====== Records supplied

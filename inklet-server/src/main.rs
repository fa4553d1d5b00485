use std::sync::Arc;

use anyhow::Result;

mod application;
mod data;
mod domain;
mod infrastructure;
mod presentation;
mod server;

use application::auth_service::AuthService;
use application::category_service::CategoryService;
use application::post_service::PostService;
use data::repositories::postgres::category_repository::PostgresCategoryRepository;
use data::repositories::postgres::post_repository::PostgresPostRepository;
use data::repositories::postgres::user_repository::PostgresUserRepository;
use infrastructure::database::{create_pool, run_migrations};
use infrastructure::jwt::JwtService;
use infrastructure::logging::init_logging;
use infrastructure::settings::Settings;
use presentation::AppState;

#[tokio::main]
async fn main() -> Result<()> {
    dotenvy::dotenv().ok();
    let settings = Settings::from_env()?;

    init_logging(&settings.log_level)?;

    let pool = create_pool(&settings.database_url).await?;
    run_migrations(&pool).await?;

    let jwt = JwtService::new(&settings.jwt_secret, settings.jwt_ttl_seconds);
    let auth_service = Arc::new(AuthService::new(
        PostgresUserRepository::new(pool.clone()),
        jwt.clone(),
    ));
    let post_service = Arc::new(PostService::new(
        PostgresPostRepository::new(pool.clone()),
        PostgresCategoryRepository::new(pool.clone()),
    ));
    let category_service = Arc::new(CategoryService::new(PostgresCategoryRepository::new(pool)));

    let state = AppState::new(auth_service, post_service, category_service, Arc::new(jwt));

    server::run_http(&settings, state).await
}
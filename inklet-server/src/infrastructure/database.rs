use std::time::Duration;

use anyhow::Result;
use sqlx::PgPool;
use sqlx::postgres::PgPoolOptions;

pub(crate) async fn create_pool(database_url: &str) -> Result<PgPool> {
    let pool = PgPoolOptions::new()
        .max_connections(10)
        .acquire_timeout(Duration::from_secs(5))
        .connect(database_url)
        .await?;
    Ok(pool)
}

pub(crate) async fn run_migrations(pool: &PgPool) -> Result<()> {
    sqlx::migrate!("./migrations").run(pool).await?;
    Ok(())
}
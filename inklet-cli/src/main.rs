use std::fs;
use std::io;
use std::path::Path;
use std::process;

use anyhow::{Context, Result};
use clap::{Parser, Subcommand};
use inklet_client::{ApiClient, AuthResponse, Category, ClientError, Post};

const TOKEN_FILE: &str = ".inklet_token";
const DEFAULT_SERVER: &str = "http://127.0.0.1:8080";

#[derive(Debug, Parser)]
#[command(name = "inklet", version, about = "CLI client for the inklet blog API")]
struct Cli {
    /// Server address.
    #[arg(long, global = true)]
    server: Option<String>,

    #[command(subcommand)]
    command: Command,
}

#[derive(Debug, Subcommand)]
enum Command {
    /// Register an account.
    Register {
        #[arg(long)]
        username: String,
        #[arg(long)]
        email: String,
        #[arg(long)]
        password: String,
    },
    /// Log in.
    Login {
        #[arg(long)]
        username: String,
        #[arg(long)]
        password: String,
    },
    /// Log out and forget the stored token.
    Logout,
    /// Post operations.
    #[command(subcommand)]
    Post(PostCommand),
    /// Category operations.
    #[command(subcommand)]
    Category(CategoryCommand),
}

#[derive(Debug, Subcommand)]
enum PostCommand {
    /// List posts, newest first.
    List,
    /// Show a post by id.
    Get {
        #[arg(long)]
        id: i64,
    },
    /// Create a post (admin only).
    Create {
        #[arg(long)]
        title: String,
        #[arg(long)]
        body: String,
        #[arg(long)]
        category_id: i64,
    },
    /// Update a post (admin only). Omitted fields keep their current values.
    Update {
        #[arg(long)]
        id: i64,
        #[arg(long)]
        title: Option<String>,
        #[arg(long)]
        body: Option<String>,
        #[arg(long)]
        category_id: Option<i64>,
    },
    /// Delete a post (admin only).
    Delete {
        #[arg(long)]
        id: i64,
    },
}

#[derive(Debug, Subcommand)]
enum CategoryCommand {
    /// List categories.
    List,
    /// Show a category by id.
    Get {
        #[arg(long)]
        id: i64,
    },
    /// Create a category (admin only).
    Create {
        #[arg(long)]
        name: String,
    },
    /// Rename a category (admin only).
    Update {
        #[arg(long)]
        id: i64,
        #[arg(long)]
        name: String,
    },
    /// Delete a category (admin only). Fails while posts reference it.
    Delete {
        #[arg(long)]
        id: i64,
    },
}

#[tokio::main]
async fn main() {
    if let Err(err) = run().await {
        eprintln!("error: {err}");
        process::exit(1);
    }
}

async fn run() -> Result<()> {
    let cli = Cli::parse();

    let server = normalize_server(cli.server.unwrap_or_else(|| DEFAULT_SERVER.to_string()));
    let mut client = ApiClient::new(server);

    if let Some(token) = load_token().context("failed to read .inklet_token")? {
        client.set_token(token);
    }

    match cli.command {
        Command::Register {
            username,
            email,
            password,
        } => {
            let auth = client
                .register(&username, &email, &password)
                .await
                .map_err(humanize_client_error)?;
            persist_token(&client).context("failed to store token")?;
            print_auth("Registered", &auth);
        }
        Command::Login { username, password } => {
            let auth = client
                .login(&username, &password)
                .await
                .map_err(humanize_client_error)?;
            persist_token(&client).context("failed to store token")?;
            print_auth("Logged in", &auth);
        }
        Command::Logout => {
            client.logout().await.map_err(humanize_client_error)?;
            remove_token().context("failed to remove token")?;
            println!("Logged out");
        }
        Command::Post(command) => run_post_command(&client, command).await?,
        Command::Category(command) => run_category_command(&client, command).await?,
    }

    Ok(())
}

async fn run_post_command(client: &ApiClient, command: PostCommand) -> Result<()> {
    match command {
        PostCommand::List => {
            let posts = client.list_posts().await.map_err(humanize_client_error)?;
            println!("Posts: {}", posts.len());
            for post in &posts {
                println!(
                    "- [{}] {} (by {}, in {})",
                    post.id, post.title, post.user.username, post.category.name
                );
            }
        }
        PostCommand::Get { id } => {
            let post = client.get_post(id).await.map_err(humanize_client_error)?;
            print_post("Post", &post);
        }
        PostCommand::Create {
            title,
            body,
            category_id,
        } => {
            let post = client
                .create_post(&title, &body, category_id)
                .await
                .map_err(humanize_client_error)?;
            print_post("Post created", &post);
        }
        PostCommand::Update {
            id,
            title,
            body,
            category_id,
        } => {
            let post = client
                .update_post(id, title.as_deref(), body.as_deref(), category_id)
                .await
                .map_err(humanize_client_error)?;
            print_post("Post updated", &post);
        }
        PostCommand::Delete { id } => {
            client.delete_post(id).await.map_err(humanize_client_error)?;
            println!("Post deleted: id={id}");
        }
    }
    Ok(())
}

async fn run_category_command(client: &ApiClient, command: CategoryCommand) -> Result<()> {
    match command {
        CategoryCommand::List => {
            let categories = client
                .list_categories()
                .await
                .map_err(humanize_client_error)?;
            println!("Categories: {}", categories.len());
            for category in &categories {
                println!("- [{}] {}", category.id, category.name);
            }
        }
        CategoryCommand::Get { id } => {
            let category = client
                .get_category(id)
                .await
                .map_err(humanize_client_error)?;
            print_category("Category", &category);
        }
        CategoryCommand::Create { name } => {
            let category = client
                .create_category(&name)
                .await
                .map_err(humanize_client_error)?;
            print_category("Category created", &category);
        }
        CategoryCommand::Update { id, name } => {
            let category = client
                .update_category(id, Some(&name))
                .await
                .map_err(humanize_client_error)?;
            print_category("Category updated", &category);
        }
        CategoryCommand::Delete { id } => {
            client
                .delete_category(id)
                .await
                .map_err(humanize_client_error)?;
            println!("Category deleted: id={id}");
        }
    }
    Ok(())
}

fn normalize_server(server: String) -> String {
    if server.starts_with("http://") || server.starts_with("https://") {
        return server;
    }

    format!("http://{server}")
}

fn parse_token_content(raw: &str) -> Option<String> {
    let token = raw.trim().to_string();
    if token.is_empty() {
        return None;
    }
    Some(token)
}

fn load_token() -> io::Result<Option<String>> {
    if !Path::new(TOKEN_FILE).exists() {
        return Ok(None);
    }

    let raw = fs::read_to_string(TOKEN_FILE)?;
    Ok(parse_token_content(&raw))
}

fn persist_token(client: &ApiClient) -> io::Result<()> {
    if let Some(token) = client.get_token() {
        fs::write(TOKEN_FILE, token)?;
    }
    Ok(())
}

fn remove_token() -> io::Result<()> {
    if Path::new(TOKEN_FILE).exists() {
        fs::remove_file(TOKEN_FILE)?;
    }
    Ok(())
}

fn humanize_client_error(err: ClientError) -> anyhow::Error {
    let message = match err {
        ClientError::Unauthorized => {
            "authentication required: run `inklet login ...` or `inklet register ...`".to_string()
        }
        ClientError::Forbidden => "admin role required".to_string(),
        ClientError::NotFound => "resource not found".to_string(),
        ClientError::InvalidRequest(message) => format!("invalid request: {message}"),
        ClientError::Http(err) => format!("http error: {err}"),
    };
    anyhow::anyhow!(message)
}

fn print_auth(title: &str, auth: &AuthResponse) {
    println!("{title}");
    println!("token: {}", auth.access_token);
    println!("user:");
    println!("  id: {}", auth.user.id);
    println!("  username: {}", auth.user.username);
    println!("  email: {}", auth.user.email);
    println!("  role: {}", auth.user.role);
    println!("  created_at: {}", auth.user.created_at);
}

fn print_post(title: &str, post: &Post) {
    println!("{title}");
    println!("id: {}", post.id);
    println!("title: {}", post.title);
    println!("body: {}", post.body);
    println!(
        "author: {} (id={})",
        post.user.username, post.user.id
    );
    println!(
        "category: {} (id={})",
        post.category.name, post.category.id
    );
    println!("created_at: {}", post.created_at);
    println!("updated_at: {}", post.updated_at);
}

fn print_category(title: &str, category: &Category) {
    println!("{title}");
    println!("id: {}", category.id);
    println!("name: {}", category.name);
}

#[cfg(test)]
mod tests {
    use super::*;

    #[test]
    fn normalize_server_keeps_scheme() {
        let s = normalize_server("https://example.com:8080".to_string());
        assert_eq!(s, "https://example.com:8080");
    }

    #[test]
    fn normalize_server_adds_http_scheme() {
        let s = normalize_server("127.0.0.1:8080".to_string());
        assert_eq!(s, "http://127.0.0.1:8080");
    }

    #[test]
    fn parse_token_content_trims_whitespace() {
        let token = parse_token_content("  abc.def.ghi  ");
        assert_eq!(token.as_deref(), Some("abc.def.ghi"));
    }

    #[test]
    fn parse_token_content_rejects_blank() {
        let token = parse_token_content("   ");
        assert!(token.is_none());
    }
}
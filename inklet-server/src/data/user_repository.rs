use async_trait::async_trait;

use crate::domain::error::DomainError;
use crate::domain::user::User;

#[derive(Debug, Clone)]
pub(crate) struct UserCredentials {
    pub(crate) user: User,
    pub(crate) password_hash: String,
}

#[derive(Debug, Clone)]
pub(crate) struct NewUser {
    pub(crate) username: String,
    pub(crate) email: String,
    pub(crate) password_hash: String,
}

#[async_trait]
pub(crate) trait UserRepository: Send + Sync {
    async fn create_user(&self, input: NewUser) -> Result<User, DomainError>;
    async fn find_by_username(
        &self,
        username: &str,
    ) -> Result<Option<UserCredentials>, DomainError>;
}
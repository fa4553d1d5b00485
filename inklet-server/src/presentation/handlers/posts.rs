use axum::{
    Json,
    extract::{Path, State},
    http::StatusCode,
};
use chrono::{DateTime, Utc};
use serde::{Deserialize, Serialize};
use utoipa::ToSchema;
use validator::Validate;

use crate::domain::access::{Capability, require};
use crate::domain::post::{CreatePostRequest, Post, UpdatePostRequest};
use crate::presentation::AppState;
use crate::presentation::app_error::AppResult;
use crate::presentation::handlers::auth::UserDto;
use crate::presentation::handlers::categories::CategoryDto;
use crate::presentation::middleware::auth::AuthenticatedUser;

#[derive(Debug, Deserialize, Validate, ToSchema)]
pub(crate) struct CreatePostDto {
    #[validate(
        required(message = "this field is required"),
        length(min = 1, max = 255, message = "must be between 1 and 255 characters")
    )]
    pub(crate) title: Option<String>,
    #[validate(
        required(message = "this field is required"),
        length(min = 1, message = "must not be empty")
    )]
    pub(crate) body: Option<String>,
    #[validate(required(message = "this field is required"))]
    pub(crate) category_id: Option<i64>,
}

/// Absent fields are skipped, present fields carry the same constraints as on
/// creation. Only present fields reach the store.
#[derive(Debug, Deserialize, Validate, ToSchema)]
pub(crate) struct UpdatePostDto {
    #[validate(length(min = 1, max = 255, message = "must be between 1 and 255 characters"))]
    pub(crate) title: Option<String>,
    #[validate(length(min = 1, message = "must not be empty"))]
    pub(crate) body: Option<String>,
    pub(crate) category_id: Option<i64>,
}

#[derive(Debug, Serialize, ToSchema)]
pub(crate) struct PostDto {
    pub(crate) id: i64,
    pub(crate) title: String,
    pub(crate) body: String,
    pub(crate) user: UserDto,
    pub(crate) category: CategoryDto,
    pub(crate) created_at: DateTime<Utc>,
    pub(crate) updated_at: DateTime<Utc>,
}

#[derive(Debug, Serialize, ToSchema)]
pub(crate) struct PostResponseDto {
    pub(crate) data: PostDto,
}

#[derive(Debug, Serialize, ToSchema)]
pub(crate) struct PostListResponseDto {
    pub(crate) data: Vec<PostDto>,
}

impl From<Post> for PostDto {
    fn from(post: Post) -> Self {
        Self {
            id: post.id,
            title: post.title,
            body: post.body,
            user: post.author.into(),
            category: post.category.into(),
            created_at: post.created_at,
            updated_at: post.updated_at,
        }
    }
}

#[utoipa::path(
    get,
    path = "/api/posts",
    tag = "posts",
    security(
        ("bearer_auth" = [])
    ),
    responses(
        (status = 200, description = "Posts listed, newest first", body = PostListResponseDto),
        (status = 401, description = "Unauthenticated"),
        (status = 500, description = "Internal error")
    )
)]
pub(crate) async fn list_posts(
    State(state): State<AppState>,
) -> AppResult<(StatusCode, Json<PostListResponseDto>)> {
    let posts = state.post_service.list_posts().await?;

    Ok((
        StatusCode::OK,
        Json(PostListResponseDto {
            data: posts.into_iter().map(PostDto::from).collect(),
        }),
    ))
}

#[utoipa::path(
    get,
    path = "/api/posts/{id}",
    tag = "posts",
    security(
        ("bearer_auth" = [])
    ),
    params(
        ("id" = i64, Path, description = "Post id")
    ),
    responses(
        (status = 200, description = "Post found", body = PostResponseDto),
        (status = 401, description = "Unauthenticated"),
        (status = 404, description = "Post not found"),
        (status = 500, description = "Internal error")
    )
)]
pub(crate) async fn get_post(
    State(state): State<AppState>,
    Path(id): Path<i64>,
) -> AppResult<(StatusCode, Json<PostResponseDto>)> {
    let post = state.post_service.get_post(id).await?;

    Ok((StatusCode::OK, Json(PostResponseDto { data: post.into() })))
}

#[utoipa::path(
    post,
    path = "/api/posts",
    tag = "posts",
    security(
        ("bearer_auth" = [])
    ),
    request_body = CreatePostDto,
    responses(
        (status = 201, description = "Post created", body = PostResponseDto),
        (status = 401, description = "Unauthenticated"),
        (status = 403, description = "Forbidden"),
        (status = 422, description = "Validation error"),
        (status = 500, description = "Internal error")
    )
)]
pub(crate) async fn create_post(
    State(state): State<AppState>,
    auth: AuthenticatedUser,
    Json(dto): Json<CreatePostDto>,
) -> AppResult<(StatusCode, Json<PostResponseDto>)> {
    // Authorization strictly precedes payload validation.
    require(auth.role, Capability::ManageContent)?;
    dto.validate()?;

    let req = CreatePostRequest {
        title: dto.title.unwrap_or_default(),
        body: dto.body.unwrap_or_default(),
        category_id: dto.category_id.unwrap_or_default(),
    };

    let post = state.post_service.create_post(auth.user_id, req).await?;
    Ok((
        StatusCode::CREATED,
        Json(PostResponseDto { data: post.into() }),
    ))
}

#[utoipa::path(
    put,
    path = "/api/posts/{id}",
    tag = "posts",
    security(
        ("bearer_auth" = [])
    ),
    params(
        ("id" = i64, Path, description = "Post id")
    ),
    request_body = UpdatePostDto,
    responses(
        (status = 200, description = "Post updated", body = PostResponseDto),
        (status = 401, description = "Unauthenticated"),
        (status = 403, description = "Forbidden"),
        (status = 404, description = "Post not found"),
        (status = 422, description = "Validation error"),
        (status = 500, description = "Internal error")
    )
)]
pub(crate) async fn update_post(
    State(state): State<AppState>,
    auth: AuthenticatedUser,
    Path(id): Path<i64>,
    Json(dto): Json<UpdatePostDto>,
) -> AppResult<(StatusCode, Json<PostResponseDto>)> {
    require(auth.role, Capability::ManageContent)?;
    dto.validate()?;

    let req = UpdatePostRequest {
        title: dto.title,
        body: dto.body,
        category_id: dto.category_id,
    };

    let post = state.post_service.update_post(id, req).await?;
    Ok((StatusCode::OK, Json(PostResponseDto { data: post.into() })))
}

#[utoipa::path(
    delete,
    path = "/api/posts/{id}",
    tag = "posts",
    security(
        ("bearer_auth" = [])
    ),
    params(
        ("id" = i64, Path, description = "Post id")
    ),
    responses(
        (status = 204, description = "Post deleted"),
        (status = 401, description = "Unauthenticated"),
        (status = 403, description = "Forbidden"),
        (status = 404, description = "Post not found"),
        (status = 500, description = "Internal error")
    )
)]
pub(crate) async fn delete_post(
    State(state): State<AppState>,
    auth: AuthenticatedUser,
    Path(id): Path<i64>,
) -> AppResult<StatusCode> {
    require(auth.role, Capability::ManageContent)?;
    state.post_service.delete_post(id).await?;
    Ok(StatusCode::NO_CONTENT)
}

============

§ What is being asked
Lines holding the word "deleted" are the answer; copy each one from the records above.

§ Solution to this task
            println!("Post deleted: id={id}");
            println!("Category deleted: id={id}");
        (status = 204, description = "Post deleted"),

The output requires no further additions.